Take every line in the entries that includes the word "requests" and copy it.

• Entries supplied
◆ ◆ ◆ ◆
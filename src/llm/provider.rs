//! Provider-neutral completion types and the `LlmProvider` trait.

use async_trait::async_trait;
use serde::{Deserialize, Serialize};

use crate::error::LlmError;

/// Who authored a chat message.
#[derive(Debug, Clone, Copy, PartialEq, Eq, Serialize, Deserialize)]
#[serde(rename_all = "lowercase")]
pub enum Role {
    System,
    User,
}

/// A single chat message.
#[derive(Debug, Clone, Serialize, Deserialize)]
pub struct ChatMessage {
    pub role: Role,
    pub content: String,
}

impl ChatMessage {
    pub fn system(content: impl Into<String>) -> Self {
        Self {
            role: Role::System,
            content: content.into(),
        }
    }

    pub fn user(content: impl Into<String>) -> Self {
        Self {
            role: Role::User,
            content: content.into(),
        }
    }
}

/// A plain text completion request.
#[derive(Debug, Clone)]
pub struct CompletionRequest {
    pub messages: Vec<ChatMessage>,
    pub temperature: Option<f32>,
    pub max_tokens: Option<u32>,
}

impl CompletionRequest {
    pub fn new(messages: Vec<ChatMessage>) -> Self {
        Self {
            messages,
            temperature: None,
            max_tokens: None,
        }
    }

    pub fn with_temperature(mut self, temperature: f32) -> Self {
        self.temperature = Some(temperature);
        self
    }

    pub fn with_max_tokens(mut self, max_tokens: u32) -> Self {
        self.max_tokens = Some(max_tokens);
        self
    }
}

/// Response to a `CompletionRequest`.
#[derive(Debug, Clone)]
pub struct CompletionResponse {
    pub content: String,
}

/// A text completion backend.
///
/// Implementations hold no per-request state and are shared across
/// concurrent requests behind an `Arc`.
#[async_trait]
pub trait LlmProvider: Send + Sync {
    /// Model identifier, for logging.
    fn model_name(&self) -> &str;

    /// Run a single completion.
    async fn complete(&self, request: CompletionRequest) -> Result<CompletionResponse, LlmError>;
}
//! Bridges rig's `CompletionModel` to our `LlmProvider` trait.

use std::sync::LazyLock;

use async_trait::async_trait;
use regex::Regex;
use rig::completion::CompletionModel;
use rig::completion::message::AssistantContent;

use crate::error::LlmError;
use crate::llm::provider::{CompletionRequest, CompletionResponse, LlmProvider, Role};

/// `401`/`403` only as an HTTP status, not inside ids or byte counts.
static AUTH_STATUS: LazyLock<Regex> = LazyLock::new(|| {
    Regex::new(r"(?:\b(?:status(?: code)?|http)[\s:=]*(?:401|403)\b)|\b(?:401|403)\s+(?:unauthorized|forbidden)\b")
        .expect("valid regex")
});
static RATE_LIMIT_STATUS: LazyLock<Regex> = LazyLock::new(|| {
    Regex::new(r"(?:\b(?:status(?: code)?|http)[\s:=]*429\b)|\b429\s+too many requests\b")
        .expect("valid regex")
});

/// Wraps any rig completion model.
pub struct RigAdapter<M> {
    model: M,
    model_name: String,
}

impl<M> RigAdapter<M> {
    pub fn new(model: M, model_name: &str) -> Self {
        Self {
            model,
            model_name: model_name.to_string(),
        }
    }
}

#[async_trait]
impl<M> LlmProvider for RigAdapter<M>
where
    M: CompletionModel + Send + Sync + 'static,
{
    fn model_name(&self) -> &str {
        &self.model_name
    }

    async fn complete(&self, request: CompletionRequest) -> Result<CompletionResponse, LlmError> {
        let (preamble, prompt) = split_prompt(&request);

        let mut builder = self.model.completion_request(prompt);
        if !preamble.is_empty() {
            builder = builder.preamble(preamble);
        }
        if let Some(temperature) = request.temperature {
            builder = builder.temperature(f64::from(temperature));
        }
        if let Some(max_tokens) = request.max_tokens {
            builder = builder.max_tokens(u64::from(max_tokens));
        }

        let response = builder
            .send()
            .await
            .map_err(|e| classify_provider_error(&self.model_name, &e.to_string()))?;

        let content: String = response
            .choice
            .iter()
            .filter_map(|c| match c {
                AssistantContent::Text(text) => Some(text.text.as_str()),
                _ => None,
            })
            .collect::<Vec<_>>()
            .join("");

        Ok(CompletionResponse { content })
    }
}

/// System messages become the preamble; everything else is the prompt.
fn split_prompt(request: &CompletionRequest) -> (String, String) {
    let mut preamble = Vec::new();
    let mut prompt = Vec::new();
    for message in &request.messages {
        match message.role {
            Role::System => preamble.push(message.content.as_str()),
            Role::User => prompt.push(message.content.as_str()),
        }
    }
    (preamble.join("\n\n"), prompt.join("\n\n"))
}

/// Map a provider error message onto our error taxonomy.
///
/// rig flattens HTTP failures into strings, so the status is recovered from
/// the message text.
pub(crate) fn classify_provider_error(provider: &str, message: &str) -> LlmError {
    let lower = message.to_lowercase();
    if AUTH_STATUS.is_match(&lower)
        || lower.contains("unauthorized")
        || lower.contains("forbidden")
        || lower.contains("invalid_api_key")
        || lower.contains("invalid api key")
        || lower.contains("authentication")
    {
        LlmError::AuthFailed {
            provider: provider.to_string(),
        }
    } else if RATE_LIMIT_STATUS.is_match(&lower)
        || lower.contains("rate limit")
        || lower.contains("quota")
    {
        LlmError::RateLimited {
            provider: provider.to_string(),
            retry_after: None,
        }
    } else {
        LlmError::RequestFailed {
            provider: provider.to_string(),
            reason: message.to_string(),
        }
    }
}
◆ ◆ ◆ ◆
• Reply
/// concurrent requests behind an `Arc`.
    Regex::new(r"(?:\b(?:status(?: code)?|http)[\s:=]*429\b)|\b429\s+too many requests\b")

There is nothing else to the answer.